In the case of Lim Kit Siang v Dato Seri Dr. Mahathir Mohamad, the Prime Minister
was subjected to contempt of court by the leader of the opposition. The Prime Minister was
said to have criticised the courts for interpreting statutes which are contrary to the intention of
the Parliament. However, it was held by the court that the Prime Minister’s remarks did not
constitute to the contempt of court. It was an inflection of of executives frustration.

In the case of AG v Manjeet Singh Dhillon, the accused who was the Secretary of the
Bar Council had filed an affidavit in support of the Bar's contempt. It was an application
against the Lord President of that time. The court held that the accused had committed
contempt of court. The accused had scandalized the court which is deemed to be a type of
contempt.

Moving on Article 10(1)(b) of the Federal Constitution regulates the freedom of


assembly. This matter was initially regulated by the Police Act 1967. In the case of Chai
Choon Hon v Ketua Polis Daerah, Kampar, Abdoolcader SCJ held that the restriction on the
number of speakers at a dinner speech held by DAP was void for unreasonableness under the
Police Act because the license already restricted the function as to time, so the number of
speakers is irrelevant.

In the case of Chua Beng Poh v PP, 42 lawyers were being charged for taking part in
an unlawful assembly. The High Court ruled that public meetings or procession even if they
are spontaneous, is unlawful if it takes place without a police permit.

In the case of Madhavan Nair v PP, the accused was charged with contravening a
condition on a license under the Police Act to make a speech which required him not to touch
on the status of the national language.
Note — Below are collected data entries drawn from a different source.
//! Byte encoding for [`Value`]
//!
//! Values travel as UTF-8 JSON text. Numeric fidelity policy:
//!
//! - integers that fit in `i64` stay [`Value::Int`]
//! - floats stay [`Value::Float`]; `3.0` is written as `3.0`, never `3`
//! - finite floats decode to the exact bits they were encoded from
//! - integers above `i64::MAX` widen to [`Value::Float`] on decode
//! - NaN and infinities cannot be encoded
//!
//! Nesting is capped at [`MAX_DEPTH`] levels in both directions.

use super::Value;
use crate::error::CodecError;
use bytes::Bytes;
use serde_json::{Map, Number};

/// Deepest container nesting accepted by the codec.
pub const MAX_DEPTH: usize = 128;

pub fn encode(value: &Value) -> Result<Bytes, CodecError> {
    let json = to_json(value, 0)?;
    serde_json::to_vec(&json)
        .map(Bytes::from)
        .map_err(|e| CodecError::UnsupportedValue(e.to_string()))
}

pub fn decode(bytes: &[u8]) -> Result<Value, CodecError> {
    let json: serde_json::Value =
        serde_json::from_slice(bytes).map_err(|e| CodecError::MalformedPayload(e.to_string()))?;
    from_json(json, 0)
}

/// Encode a call's argument list as one sequence value.
pub fn encode_args(args: &[Value]) -> Result<Bytes, CodecError> {
    let items = args
        .iter()
        .map(|arg| to_json(arg, 1))
        .collect::<Result<Vec<_>, _>>()?;
    serde_json::to_vec(&serde_json::Value::Array(items))
        .map(Bytes::from)
        .map_err(|e| CodecError::UnsupportedValue(e.to_string()))
}

pub fn decode_args(bytes: &[u8]) -> Result<Vec<Value>, CodecError> {
    match decode(bytes)? {
        Value::Seq(items) => Ok(items),
        other => Err(CodecError::MalformedPayload(format!(
            "argument list must be a sequence, got {}",
            other.kind()
        ))),
    }
}

fn to_json(value: &Value, depth: usize) -> Result<serde_json::Value, CodecError> {
    if depth > MAX_DEPTH {
        return Err(CodecError::UnsupportedValue(format!(
            "nesting deeper than {MAX_DEPTH} levels"
        )));
    }

    let json = match value {
        Value::Null => serde_json::Value::Null,
        Value::Bool(b) => serde_json::Value::Bool(*b),
        Value::Int(i) => serde_json::Value::Number(Number::from(*i)),
        Value::Float(f) => Number::from_f64(*f)
            .map(serde_json::Value::Number)
            .ok_or_else(|| CodecError::UnsupportedValue(format!("non-finite float {f}")))?,
        Value::String(s) => serde_json::Value::String(s.clone()),
        Value::Seq(items) => serde_json::Value::Array(
            items
                .iter()
                .map(|item| to_json(item, depth + 1))
                .collect::<Result<_, _>>()?,
        ),
        Value::Map(entries) => {
            let mut map = Map::with_capacity(entries.len());
            for (key, item) in entries {
                map.insert(key.clone(), to_json(item, depth + 1)?);
            }
            serde_json::Value::Object(map)
        }
    };

    Ok(json)
}

fn from_json(json: serde_json::Value, depth: usize) -> Result<Value, CodecError> {
    if depth > MAX_DEPTH {
        return Err(CodecError::MalformedPayload(format!(
            "nesting deeper than {MAX_DEPTH} levels"
        )));
    }

    let value = match json {
        serde_json::Value::Null => Value::Null,
        serde_json::Value::Bool(b) => Value::Bool(b),
        serde_json::Value::Number(n) => {
            if let Some(i) = n.as_i64() {
                Value::Int(i)
            } else if let Some(f) = n.as_f64() {
                Value::Float(f)
            } else {
                return Err(CodecError::MalformedPayload(format!("unreadable number {n}")));
            }
        }
        serde_json::Value::String(s) => Value::String(s),
        serde_json::Value::Array(items) => Value::Seq(
            items
                .into_iter()
                .map(|item| from_json(item, depth + 1))
                .collect::<Result<_, _>>()?,
        ),
        serde_json::Value::Object(map) => Value::Map(
            map.into_iter()
                .map(|(k, v)| from_json(v, depth + 1).map(|v| (k, v)))
                .collect::<Result<_, _>>()?,
        ),
    };

    Ok(value)
}

#[cfg(test)]
mod tests {
    use super::*;
    use crate::args;
    use std::collections::BTreeMap;

    #[test]
    fn test_nested_value_survives() {
        let mut inner = BTreeMap::new();
        inner.insert("pi".to_string(), Value::Float(3.14));
        inner.insert("tags".to_string(), Value::from(vec!["a", "b"]));
        inner.insert("none".to_string(), Value::Null);
        let value = Value::Seq(vec![
            Value::Int(-4),
            Value::Bool(false),
            Value::Map(inner),
            Value::String("héllo".into()),
        ]);

        let bytes = encode(&value).unwrap();
        assert_eq!(decode(&bytes).unwrap(), value);
    }

    #[test]
    fn test_integer_and_float_stay_distinct() {
        let bytes = encode_args(&args![3, 3.0]).unwrap();
        assert_eq!(&bytes[..], b"[3,3.0]");

        let decoded = decode_args(&bytes).unwrap();
        assert_eq!(decoded, vec![Value::Int(3), Value::Float(3.0)]);
    }

    #[test]
    fn test_finite_floats_survive_exactly() {
        // xorshift64 over raw bit patterns, so subnormals and extreme
        // exponents are covered along with ordinary values
        let mut state: u64 = 0x9E37_79B9_7F4A_7C15;
        let mut checked = 0;
        while checked < 20_000 {
            state ^= state << 13;
            state ^= state >> 7;
            state ^= state << 17;
            let f = f64::from_bits(state);
            if !f.is_finite() {
                continue;
            }
            let decoded = decode(&encode(&Value::Float(f)).unwrap()).unwrap();
            match decoded {
                Value::Float(back) => assert_eq!(back.to_bits(), f.to_bits(), "{f:e}"),
                other => panic!("{f:e} decoded as {other:?}"),
            }
            checked += 1;
        }
    }

    #[test]
    fn test_known_hard_floats_survive() {
        for f in [1.0715660391465826e-75, -1.81996730402717e-179, -1.603964615428183e143] {
            assert_eq!(decode(&encode(&Value::Float(f)).unwrap()).unwrap(), Value::Float(f));
        }
    }

    #[test]
    fn test_large_unsigned_widens_to_float() {
        let decoded = decode(b"18446744073709551615").unwrap();
        assert!(matches!(decoded, Value::Float(_)));
    }

    #[test]
    fn test_non_finite_float_is_unsupported() {
        let err = encode(&Value::Float(f64::NAN)).unwrap_err();
        assert!(matches!(err, CodecError::UnsupportedValue(_)));

        let err = encode_args(&[Value::Float(f64::INFINITY)]).unwrap_err();
        assert!(matches!(err, CodecError::UnsupportedValue(_)));
    }

    #[test]
    fn test_too_deep_nesting_is_unsupported() {
        let mut value = Value::Null;
        for _ in 0..(MAX_DEPTH + 2) {
            value = Value::Seq(vec![value]);
        }
        assert!(matches!(
            encode(&value),
            Err(CodecError::UnsupportedValue(_))
        ));
    }

    #[test]
    fn test_malformed_payload() {
        assert!(matches!(
            decode(b"{\"a\": "),
            Err(CodecError::MalformedPayload(_))
        ));
        assert!(matches!(
            decode(b"\xff\xfe"),
            Err(CodecError::MalformedPayload(_))
        ));
    }

    #[test]
    fn test_args_must_be_a_sequence() {
        let err = decode_args(b"{\"a\":1}").unwrap_err();
        assert_eq!(
            err,
            CodecError::MalformedPayload("argument list must be a sequence, got map".into())
        );
    }
}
Chang Min Tat J held that restriction was
constitutional as stated under Article 10(4) of the Federal Constitution.
Article 10(1)(c) of the Federal Constitution is a provision that regulates on freedom of
association. In the case of Malaysian Bar v Government of Malaysia, Art 10(1)(c) does not
give any right to any citizen to manage association but the right to form it.

Article 10(3) of the Federal Constitution states that restrictions on the right to form
associations conferred by paragraph (c) of Clause (1) may also be imposed by any law
relating to labour or education.

Article 10(4) of the Federal Constitution states that in imposing restrictions in the
interest of the security of the Federation or any part thereof or public order under Clause (2)
(a), Parliament may pass law prohibiting the questioning of any matter, right, status, position,
privilege, sovereignty or prerogative established or protected by the provisions of Part III,
Article 152, 153 or 181 otherwise than in relation to the implementation thereof as may be
specified in such law. It is to be noted that Part III of the Federal Constitution speaks on
citizenship. Article 152 of the Federal Constitution is a provision relating to national
language. Article 153 of the Federal Constitution is relating to the reservation of quotas for
the Malays. And lastly, Article 181 of the Federal Constitution speaks the rulers sovereignty.